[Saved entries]

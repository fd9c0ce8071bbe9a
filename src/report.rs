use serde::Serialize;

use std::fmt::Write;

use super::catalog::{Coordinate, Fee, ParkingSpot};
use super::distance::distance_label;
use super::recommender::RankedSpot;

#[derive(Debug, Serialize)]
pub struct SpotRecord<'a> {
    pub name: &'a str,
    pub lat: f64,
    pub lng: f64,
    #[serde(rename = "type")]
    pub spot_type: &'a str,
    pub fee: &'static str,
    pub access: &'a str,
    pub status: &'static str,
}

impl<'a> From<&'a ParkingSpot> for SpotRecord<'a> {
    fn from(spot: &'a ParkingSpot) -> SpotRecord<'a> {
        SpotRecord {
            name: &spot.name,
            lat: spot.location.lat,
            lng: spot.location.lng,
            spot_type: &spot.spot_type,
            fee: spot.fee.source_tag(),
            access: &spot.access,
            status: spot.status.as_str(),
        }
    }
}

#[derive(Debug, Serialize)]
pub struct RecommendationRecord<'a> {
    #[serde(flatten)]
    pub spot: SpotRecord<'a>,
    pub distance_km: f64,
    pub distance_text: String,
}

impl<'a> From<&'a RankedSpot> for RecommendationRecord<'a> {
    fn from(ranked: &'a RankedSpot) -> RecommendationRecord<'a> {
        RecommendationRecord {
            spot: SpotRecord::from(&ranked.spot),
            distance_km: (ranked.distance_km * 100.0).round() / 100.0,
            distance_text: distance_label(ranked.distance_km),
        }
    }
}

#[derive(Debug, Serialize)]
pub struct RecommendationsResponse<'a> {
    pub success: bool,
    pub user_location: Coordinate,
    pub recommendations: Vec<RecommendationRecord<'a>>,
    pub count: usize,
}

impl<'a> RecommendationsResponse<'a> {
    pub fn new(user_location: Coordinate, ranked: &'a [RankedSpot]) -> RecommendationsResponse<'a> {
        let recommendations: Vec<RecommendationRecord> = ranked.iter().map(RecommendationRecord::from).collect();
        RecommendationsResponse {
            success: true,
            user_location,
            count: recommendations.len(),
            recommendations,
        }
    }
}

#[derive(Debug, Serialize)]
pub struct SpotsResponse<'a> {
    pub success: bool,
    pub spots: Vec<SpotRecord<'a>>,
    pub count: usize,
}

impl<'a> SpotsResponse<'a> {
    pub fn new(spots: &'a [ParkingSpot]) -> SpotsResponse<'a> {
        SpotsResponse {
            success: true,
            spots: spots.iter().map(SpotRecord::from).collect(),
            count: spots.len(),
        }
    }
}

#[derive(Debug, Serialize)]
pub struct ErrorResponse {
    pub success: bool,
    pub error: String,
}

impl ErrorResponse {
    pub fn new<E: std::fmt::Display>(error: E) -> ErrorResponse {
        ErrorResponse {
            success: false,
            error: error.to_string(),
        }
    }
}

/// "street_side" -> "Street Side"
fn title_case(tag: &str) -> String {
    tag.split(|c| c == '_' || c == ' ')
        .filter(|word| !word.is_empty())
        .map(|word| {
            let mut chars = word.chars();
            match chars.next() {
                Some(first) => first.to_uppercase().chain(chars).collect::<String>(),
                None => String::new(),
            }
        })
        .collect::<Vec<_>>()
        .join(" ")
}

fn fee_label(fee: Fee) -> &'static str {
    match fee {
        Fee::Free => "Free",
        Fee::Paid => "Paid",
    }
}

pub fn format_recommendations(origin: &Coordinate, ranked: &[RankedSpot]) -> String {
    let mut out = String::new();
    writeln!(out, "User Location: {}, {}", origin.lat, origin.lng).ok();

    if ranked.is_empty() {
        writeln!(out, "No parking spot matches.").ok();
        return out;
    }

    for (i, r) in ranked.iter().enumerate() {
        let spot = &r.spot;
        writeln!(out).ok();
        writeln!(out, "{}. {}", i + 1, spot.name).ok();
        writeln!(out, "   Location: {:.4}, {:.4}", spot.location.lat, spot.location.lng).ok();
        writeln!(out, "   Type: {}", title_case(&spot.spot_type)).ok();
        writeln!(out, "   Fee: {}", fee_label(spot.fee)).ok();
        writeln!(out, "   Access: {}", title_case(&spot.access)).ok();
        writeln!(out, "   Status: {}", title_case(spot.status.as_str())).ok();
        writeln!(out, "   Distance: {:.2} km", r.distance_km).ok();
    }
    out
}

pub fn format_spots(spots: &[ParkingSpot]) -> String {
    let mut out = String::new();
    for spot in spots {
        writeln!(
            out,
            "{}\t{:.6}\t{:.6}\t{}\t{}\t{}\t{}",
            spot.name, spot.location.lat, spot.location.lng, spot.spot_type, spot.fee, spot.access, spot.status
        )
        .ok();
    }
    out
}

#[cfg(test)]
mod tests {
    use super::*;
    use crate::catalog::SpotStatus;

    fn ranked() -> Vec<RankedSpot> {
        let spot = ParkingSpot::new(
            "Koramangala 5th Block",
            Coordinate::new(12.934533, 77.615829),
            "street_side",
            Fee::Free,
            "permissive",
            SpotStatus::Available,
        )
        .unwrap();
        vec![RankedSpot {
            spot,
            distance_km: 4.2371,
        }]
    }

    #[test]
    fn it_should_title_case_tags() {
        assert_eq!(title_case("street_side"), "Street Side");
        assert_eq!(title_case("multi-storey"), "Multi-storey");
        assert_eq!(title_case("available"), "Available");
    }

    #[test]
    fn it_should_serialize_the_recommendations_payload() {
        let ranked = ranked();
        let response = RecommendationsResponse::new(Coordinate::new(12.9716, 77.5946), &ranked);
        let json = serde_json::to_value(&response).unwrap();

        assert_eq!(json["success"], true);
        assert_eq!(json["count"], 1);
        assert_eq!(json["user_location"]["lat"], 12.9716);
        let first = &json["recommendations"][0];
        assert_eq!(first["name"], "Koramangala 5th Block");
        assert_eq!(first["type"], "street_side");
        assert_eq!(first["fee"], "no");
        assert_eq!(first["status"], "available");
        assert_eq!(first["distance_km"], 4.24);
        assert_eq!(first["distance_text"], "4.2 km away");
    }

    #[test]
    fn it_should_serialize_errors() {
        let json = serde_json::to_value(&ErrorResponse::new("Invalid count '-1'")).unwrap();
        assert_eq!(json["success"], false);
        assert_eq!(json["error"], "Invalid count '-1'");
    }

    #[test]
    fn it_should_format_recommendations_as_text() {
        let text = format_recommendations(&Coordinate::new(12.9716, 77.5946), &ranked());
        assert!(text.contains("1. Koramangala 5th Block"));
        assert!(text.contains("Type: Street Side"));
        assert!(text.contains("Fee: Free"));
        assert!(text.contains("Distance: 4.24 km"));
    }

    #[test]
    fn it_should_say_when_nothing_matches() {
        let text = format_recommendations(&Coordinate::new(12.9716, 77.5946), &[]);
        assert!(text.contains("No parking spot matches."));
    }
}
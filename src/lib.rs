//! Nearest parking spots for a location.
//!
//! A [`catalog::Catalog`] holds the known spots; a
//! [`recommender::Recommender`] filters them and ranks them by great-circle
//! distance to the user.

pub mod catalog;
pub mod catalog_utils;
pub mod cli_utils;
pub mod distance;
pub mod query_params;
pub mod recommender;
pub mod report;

...

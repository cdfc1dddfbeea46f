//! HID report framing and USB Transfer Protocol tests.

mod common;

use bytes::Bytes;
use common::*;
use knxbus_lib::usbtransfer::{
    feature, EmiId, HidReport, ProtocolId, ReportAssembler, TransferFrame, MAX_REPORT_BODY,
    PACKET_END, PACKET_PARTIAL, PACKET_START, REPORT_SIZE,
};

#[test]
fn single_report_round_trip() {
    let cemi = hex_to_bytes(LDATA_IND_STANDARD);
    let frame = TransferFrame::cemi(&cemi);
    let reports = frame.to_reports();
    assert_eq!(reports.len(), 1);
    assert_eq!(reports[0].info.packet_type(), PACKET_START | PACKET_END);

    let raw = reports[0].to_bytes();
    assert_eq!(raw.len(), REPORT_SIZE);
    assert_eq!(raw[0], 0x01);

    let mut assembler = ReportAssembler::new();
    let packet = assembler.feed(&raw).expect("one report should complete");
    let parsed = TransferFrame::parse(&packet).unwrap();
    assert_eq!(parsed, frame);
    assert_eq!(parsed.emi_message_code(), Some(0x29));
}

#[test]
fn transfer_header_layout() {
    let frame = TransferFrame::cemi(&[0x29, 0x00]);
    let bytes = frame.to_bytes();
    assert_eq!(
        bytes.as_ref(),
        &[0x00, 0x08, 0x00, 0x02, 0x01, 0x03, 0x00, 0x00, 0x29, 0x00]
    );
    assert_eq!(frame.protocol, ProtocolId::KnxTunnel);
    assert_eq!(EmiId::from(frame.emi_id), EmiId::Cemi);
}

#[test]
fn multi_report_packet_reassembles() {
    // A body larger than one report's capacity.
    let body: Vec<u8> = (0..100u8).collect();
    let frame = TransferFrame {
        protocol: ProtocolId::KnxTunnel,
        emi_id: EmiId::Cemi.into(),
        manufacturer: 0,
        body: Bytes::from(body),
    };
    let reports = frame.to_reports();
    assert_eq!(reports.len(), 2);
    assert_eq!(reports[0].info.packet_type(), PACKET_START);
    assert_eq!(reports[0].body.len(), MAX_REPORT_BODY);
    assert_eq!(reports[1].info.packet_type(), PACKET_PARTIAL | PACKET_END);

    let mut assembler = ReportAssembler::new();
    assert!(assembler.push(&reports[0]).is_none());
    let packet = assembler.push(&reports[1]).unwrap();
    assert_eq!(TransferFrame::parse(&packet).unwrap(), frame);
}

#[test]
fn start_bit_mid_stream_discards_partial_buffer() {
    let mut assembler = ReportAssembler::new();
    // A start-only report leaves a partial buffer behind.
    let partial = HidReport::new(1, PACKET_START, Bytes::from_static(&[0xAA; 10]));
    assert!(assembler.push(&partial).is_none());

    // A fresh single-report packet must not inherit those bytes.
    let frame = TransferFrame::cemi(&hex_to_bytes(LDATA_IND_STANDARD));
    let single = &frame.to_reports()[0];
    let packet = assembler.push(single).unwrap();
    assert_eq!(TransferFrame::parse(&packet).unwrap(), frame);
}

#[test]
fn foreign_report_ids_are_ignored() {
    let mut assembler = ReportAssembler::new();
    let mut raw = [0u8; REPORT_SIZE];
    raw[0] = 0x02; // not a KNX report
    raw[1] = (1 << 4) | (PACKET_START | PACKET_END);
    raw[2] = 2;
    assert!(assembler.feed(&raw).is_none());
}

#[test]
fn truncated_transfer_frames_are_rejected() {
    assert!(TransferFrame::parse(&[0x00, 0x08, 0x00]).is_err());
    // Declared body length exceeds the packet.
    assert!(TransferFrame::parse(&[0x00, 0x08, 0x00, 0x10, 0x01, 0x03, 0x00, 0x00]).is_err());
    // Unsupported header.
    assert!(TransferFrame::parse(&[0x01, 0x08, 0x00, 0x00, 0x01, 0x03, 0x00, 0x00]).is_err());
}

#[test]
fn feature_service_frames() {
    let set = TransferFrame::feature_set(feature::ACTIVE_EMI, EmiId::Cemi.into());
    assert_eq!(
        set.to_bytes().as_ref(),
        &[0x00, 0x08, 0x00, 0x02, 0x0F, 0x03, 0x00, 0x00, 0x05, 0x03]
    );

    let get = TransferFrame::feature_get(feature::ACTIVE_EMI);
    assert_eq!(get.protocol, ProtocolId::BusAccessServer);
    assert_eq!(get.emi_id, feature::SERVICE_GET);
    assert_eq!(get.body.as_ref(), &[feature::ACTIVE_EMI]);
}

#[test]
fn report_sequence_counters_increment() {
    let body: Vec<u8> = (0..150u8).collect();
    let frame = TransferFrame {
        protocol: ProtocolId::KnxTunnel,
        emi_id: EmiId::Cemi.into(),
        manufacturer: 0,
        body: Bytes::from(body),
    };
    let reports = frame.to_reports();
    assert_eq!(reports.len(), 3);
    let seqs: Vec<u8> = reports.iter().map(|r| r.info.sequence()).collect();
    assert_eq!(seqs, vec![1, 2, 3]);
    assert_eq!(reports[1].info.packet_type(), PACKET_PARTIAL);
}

* * *

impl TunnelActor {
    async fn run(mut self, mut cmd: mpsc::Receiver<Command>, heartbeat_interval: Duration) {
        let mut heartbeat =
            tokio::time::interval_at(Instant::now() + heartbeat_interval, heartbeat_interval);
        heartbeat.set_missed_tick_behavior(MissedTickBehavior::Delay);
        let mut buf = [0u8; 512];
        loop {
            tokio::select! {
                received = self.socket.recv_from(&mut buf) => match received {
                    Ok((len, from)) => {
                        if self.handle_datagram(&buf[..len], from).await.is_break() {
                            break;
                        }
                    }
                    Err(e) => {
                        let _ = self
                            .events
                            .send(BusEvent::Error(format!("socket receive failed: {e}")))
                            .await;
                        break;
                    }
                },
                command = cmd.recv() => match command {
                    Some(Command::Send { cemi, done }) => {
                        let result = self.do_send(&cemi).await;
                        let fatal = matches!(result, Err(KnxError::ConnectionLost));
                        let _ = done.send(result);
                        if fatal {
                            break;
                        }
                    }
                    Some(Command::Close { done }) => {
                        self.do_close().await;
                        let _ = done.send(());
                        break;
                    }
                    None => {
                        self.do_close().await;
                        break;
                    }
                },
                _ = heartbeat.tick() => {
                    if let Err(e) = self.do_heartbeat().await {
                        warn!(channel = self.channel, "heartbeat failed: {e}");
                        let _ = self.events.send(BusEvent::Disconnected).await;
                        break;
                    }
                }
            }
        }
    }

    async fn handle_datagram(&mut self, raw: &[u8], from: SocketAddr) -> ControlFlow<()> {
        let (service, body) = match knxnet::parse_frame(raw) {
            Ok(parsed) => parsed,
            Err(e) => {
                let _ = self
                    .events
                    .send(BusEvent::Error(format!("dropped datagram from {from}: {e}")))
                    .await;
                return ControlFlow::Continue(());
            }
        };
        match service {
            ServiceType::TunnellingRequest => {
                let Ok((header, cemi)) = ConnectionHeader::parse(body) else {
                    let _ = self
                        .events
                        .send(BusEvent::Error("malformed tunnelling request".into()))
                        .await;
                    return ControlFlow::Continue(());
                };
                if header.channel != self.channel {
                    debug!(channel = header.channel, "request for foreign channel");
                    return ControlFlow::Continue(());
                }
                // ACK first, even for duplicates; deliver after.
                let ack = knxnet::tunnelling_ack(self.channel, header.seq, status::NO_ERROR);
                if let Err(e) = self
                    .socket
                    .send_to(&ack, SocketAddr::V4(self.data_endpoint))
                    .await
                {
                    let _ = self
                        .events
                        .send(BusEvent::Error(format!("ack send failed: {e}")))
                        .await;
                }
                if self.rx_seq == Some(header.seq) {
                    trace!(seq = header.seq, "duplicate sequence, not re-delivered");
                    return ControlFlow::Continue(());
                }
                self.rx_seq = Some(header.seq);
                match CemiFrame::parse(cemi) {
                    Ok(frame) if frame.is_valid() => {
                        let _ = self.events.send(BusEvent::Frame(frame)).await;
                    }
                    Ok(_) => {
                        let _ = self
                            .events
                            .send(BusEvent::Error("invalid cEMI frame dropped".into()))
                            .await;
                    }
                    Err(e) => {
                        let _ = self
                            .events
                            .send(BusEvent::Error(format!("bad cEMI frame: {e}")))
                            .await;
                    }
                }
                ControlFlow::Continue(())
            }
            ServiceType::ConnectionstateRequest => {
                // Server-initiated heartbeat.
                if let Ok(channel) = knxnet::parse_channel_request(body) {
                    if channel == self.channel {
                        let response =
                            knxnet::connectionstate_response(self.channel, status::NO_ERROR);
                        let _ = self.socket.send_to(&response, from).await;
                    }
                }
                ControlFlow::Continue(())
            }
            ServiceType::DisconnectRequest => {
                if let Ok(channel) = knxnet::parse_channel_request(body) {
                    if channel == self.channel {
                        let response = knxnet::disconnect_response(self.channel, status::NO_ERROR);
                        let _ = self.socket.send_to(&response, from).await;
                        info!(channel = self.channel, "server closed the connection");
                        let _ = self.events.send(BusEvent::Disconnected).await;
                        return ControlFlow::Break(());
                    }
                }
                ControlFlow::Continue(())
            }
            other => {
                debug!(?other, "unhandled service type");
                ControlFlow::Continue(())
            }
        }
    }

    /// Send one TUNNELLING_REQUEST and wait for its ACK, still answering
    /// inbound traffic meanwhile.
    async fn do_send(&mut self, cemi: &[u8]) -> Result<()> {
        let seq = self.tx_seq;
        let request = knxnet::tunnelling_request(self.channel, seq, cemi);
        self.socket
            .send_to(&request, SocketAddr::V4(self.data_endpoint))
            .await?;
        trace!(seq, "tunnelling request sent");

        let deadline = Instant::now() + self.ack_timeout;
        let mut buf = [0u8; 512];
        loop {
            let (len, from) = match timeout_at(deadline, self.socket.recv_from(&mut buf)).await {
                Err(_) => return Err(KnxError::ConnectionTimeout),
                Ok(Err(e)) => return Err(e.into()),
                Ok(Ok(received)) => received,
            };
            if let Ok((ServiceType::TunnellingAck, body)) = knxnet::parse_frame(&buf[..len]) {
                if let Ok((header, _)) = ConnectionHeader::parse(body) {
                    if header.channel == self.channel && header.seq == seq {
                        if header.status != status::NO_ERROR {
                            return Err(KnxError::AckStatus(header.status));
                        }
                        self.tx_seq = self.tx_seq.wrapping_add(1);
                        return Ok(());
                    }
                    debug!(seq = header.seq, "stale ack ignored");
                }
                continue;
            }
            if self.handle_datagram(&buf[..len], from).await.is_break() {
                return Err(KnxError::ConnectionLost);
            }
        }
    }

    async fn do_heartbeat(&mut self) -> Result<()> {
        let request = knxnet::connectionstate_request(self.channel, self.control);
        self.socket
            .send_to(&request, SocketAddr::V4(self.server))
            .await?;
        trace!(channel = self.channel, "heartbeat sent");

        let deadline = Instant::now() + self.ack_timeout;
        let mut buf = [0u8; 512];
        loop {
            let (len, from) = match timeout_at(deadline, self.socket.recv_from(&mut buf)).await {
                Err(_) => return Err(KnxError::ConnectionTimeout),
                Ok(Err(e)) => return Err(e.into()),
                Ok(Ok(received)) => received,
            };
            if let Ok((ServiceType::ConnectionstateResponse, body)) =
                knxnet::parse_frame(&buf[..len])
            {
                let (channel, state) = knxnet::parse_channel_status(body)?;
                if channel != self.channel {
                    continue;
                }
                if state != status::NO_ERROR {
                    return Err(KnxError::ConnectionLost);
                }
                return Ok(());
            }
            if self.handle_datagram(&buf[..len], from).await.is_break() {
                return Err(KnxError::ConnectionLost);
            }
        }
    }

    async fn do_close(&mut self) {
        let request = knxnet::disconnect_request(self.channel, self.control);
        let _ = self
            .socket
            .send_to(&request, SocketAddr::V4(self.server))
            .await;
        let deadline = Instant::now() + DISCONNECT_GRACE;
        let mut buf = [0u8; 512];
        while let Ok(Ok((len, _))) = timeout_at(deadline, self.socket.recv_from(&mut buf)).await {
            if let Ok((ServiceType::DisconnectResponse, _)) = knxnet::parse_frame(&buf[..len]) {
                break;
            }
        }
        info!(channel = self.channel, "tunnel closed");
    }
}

* Required action *
One stretch of the lines above is wanted, from the line that contains "if header.channel == self.channel" through the line that contains "async fn do_close(&mut". Output it exactly.

* Solution below *
                    if header.channel == self.channel && header.seq == seq {
                        if header.status != status::NO_ERROR {
                            return Err(KnxError::AckStatus(header.status));
                        }
                        self.tx_seq = self.tx_seq.wrapping_add(1);
                        return Ok(());
                    }
                    debug!(seq = header.seq, "stale ack ignored");
                }
                continue;
            }
            if self.handle_datagram(&buf[..len], from).await.is_break() {
                return Err(KnxError::ConnectionLost);
            }
        }
    }

    async fn do_heartbeat(&mut self) -> Result<()> {
        let request = knxnet::connectionstate_request(self.channel, self.control);
        self.socket
            .send_to(&request, SocketAddr::V4(self.server))
            .await?;
        trace!(channel = self.channel, "heartbeat sent");

        let deadline = Instant::now() + self.ack_timeout;
        let mut buf = [0u8; 512];
        loop {
            let (len, from) = match timeout_at(deadline, self.socket.recv_from(&mut buf)).await {
                Err(_) => return Err(KnxError::ConnectionTimeout),
                Ok(Err(e)) => return Err(e.into()),
                Ok(Ok(received)) => received,
            };
            if let Ok((ServiceType::ConnectionstateResponse, body)) =
                knxnet::parse_frame(&buf[..len])
            {
                let (channel, state) = knxnet::parse_channel_status(body)?;
                if channel != self.channel {
                    continue;
                }
                if state != status::NO_ERROR {
                    return Err(KnxError::ConnectionLost);
                }
                return Ok(());
            }
            if self.handle_datagram(&buf[..len], from).await.is_break() {
                return Err(KnxError::ConnectionLost);
            }
        }
    }

    async fn do_close(&mut self) {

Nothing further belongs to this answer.